Von August Hackemann

Tagelang hatte es geregnet. Nun scheint die Sonne wieder. Ich mache am offenen Fenster meine Schularbeiten, und nebenan sitzt Vater am Schreibtisch. Plötzlich höre ich, wie Vater zu mir herüberkommt. Er hat ein Blatt Papier in der Hand. Er hält es vorsichtig, wie etwas Kostbares. Als er näherkommt, sehe ich, dass auf dem Papier eine Biene liegt, die nicht mehr fliegen kann.
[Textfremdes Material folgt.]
//! Pending row ring for one channel.
//!
//! Same index separation as a packet buffer:
//! - HeapRb stores slab keys in arrival order
//! - Slab stores the channel rows themselves
//!
//! Rows are fixed-size, so popped allocations are recycled for later pushes.

use std::fmt;

use ringbuf::{traits::*, HeapRb};
use slab::Slab;

use crate::error::ReconstructionError;

/// Bounded FIFO of channel rows waiting for their sibling channels
pub struct PendingRing {
    channel: usize,
    /// Slab keys in arrival order
    index: HeapRb<usize>,
    storage: Slab<Vec<u8>>,
    spare: Vec<Vec<u8>>,
    capacity: usize,
    row_bytes: usize,
    high_water: usize,
}

impl fmt::Debug for PendingRing {
    fn fmt(&self, f: &mut fmt::Formatter<'_>) -> fmt::Result {
        f.debug_struct("PendingRing")
            .field("channel", &self.channel)
            .field("len", &self.len())
            .field("capacity", &self.capacity)
            .field("high_water", &self.high_water)
            .finish()
    }
}

impl PendingRing {
    /// Ring for `capacity` rows of `row_bytes` bytes each
    pub fn new(channel: usize, capacity: usize, row_bytes: usize) -> Self {
        Self {
            channel,
            // HeapRb cannot be zero-sized; `capacity` is enforced separately
            index: HeapRb::new(capacity.max(1)),
            storage: Slab::with_capacity(capacity),
            spare: Vec::new(),
            capacity,
            row_bytes,
            high_water: 0,
        }
    }

    /// Append a row filled in place by `fill`
    ///
    /// # Errors
    /// `RingOverflow` when the ring already holds `capacity` rows.
    pub fn push_with<F>(&mut self, fill: F) -> Result<(), ReconstructionError>
    where
        F: FnOnce(&mut [u8]),
    {
        if self.len() >= self.capacity {
            return Err(ReconstructionError::RingOverflow {
                channel: self.channel,
                capacity: self.capacity,
            });
        }

        let mut row = self.spare.pop().unwrap_or_default();
        row.resize(self.row_bytes, 0);
        fill(&mut row);

        let key = self.storage.insert(row);
        if self.index.try_push(key).is_err() {
            self.storage.remove(key);
            return Err(ReconstructionError::RingOverflow {
                channel: self.channel,
                capacity: self.capacity,
            });
        }

        self.high_water = self.high_water.max(self.len());
        Ok(())
    }

    /// Move the oldest row into `dst`; false when empty
    pub fn pop_into(&mut self, dst: &mut [u8]) -> bool {
        let Some(key) = self.index.try_pop() else {
            return false;
        };
        let row = self.storage.remove(key);
        let n = dst.len().min(row.len());
        dst[..n].copy_from_slice(&row[..n]);
        self.spare.push(row);
        true
    }

    /// Drop every pending row, returning how many were discarded
    pub fn clear(&mut self) -> usize {
        let mut discarded = 0;
        while let Some(key) = self.index.try_pop() {
            let row = self.storage.remove(key);
            self.spare.push(row);
            discarded += 1;
        }
        discarded
    }

    #[inline]
    pub fn len(&self) -> usize {
        self.index.occupied_len()
    }

    #[inline]
    pub fn is_empty(&self) -> bool {
        self.index.is_empty()
    }

    #[inline]
    pub fn capacity(&self) -> usize {
        self.capacity
    }

    /// Largest occupancy seen since creation
    #[inline]
    pub fn high_water(&self) -> usize {
        self.high_water
    }
}
//! Output channel metrics

use std::sync::atomic::{AtomicU64, Ordering};

/// Counters shared by both channel halves
#[derive(Debug, Default)]
pub struct OutputMetrics {
    chunks_written: AtomicU64,
    bytes_written: AtomicU64,
    bytes_read: AtomicU64,
    /// Bytes dropped unread after cancellation
    bytes_discarded: AtomicU64,
}

impl OutputMetrics {
    pub fn new() -> Self {
        Self::default()
    }

    pub fn record_write(&self, bytes: usize) {
        self.chunks_written.fetch_add(1, Ordering::Relaxed);
        self.bytes_written.fetch_add(bytes as u64, Ordering::Relaxed);
    }

    pub fn record_read(&self, bytes: usize) {
        self.bytes_read.fetch_add(bytes as u64, Ordering::Relaxed);
    }

    pub fn record_discard(&self, bytes: usize) {
        self.bytes_discarded.fetch_add(bytes as u64, Ordering::Relaxed);
    }

    pub fn bytes_written(&self) -> u64 {
        self.bytes_written.load(Ordering::Relaxed)
    }

    /// Get snapshot of all metrics
    pub fn snapshot(&self) -> MetricsSnapshot {
        MetricsSnapshot {
            chunks_written: self.chunks_written.load(Ordering::Relaxed),
            bytes_written: self.bytes_written.load(Ordering::Relaxed),
            bytes_read: self.bytes_read.load(Ordering::Relaxed),
            bytes_discarded: self.bytes_discarded.load(Ordering::Relaxed),
        }
    }
}

/// Snapshot of output metrics (for reporting)
#[derive(Debug, Clone, Copy, Default, PartialEq, Eq)]
pub struct MetricsSnapshot {
    pub chunks_written: u64,
    pub bytes_written: u64,
    pub bytes_read: u64,
    pub bytes_discarded: u64,
}
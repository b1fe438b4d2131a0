//! 配置校验模块
//!
//! 校验规则：
//! - profile 名称非空，仅含字母、数字、`-`、`_`
//! - ScanConfig 自身约束 (见 `ScanConfig::check`)，字段路径加 `scan.` 前缀

use contracts::{ContractError, ScanProfile};
use validator::Validate;

/// 校验 ScanProfile
///
/// 返回第一个遇到的错误，或 Ok(())。
pub fn validate(profile: &ScanProfile) -> Result<(), ContractError> {
    validate_name(profile)?;
    profile.scan.check().map_err(|e| prefix_field(e, "scan"))?;
    Ok(())
}

fn validate_name(profile: &ScanProfile) -> Result<(), ContractError> {
    profile
        .validate()
        .map_err(|e| ContractError::config_validation("name", e.to_string()))?;

    let valid = profile
        .name
        .chars()
        .all(|c| c.is_ascii_alphanumeric() || c == '-' || c == '_');
    if !valid {
        return Err(ContractError::config_validation(
            "name",
            format!("'{}' may only contain letters, digits, '-' and '_'", profile.name),
        ));
    }
    Ok(())
}

fn prefix_field(err: ContractError, prefix: &str) -> ContractError {
    match err {
        ContractError::ConfigValidation { field, message } => {
            ContractError::config_validation(format!("{prefix}.{field}"), message)
        }
        other => other,
    }
}
//! Reconstruction error types

use thiserror::Error;

/// Reconstruction-specific errors
///
/// Any of these ends the scan as failed; none is caused by sensor data content.
#[derive(Debug, Error)]
pub enum ReconstructionError {
    /// Pending rows exceeded the skew spread
    #[error("pending ring overflow on channel {channel} (capacity {capacity} rows)")]
    RingOverflow { channel: usize, capacity: usize },

    /// Caller claimed more rows than the buffer holds
    #[error("raw input holds {actual} bytes, {lines} lines need {expected}")]
    ShortInput {
        lines: usize,
        expected: usize,
        actual: usize,
    },

    /// Configuration rejected before the engine was built
    #[error("invalid scan configuration: {0}")]
    Config(#[from] contracts::ContractError),
}
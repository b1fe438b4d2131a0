//! `validate` command implementation.

use anyhow::{Context, Result};
use contracts::ScanProfile;
use reconstruction::required_native_lines;
use serde::Serialize;
use tracing::info;

use crate::cli::ValidateArgs;
use crate::error::load_profile;

/// Validation result for JSON output
#[derive(Serialize)]
struct ValidationResult {
    valid: bool,
    profile_path: String,
    #[serde(skip_serializing_if = "Option::is_none")]
    error: Option<String>,
    #[serde(skip_serializing_if = "Option::is_none")]
    warnings: Option<Vec<String>>,
    #[serde(skip_serializing_if = "Option::is_none")]
    summary: Option<ProfileSummary>,
}

#[derive(Serialize)]
struct ProfileSummary {
    name: String,
    channels: usize,
    bit_depth: u32,
    pixels_per_line: u32,
    output_lines: u32,
    native_lines: u64,
}

/// Execute the `validate` command
pub fn run_validate(args: &ValidateArgs) -> Result<()> {
    info!(profile = %args.profile.display(), "Validating profile");

    let result = validate_profile(args);

    if args.json {
        let json = serde_json::to_string_pretty(&result)
            .context("Failed to serialize validation result")?;
        println!("{}", json);
    } else {
        print_validation_result(&result);
    }

    if result.valid {
        Ok(())
    } else {
        anyhow::bail!("Profile validation failed")
    }
}

fn validate_profile(args: &ValidateArgs) -> ValidationResult {
    let profile_path = args.profile.display().to_string();

    match load_profile(&args.profile) {
        Ok(profile) => {
            let warnings = collect_warnings(&profile);
            ValidationResult {
                valid: true,
                profile_path,
                error: None,
                warnings: if warnings.is_empty() {
                    None
                } else {
                    Some(warnings)
                },
                summary: Some(ProfileSummary {
                    name: profile.name.clone(),
                    channels: profile.scan.channels.len(),
                    bit_depth: profile.scan.geometry.bit_depth.bits(),
                    pixels_per_line: profile.scan.geometry.pixels_per_line,
                    output_lines: profile.scan.geometry.total_output_lines,
                    native_lines: profile
                        .scan
                        .native_lines
                        .map(u64::from)
                        .unwrap_or_else(|| required_native_lines(&profile.scan)),
                }),
            }
        }
        Err(e) => ValidationResult {
            valid: false,
            profile_path,
            error: Some(e.to_string()),
            warnings: None,
            summary: None,
        },
    }
}

/// Non-fatal profile issues
fn collect_warnings(profile: &ScanProfile) -> Vec<String> {
    let scan = &profile.scan;
    let mut warnings = Vec::new();

    if let Some(native) = scan.native_lines {
        let needed = required_native_lines(scan);
        if u64::from(native) < needed {
            warnings.push(format!(
                "native_lines = {native} is below the {needed} lines the geometry needs; the scan will end short"
            ));
        }
    }

    if !scan.double_buffering {
        warnings.push("double_buffering is off; reads and reconstruction will not overlap".to_string());
    }

    let upscaling = scan.channels.iter().any(|c| c.target_rate > c.native_rate);
    if upscaling {
        warnings.push("target_rate above native_rate: lines pass 1:1, no upsampling is performed".to_string());
    }

    warnings
}

fn print_validation_result(result: &ValidationResult) {
    if result.valid {
        println!("✓ Profile is valid: {}", result.profile_path);

        if let Some(ref summary) = result.summary {
            println!("\n  Name: {}", summary.name);
            println!("  Channels: {} x {}-bit", summary.channels, summary.bit_depth);
            println!("  Pixels per line: {}", summary.pixels_per_line);
            println!("  Output lines: {}", summary.output_lines);
            println!("  Native lines: {}", summary.native_lines);
        }

        if let Some(ref warnings) = result.warnings {
            println!("\n⚠ Warnings:");
            for warning in warnings {
                println!("  - {}", warning);
            }
        }
    } else {
        println!("✗ Profile is invalid: {}", result.profile_path);
        if let Some(ref error) = result.error {
            println!("\n  Error: {}", error);
        }
    }
}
„Schau doch“, sagt Vater, „ist die wohl krank, oder hat sie vielleicht bloß Hunger? Ich fand sie gerade auf meinem Schreibtisch. Du könntest ihr ein Tröpfchen Honig geben.“
Er legt das Blatt mit der Biene auf meinen Tisch, und ich besorge den Honig. Das Honigtröpfchen fällt auf das Papier, und schon rappelt sich das Tierchen auf. Ein Zittern durchläuft den kleinen Körper, und langsam schiebt die Biene sich auf das Honigtröpfchen zu. Nun hat sie es erreicht und beginnt zu saugen. Die Flügel fangen an zu zittern und zu surren. Man kann sehen, wie das kleine Geschöpf sich erholt. Hunger hat es gehabt, sonst nichts. Es hat nach dem langen Regen keine Blüte mehr gefunden, hat sich zwischen den hohen Häusern verflogen und ist dann erschöpft auf Vaters Schreibtisch gelandet, glücklicherweise auf dem richtigen Schreibtisch.

Da – die Biene hat sich völlig erholt; sie fliegt auf und summt zum Fenster hinaus ins Freie.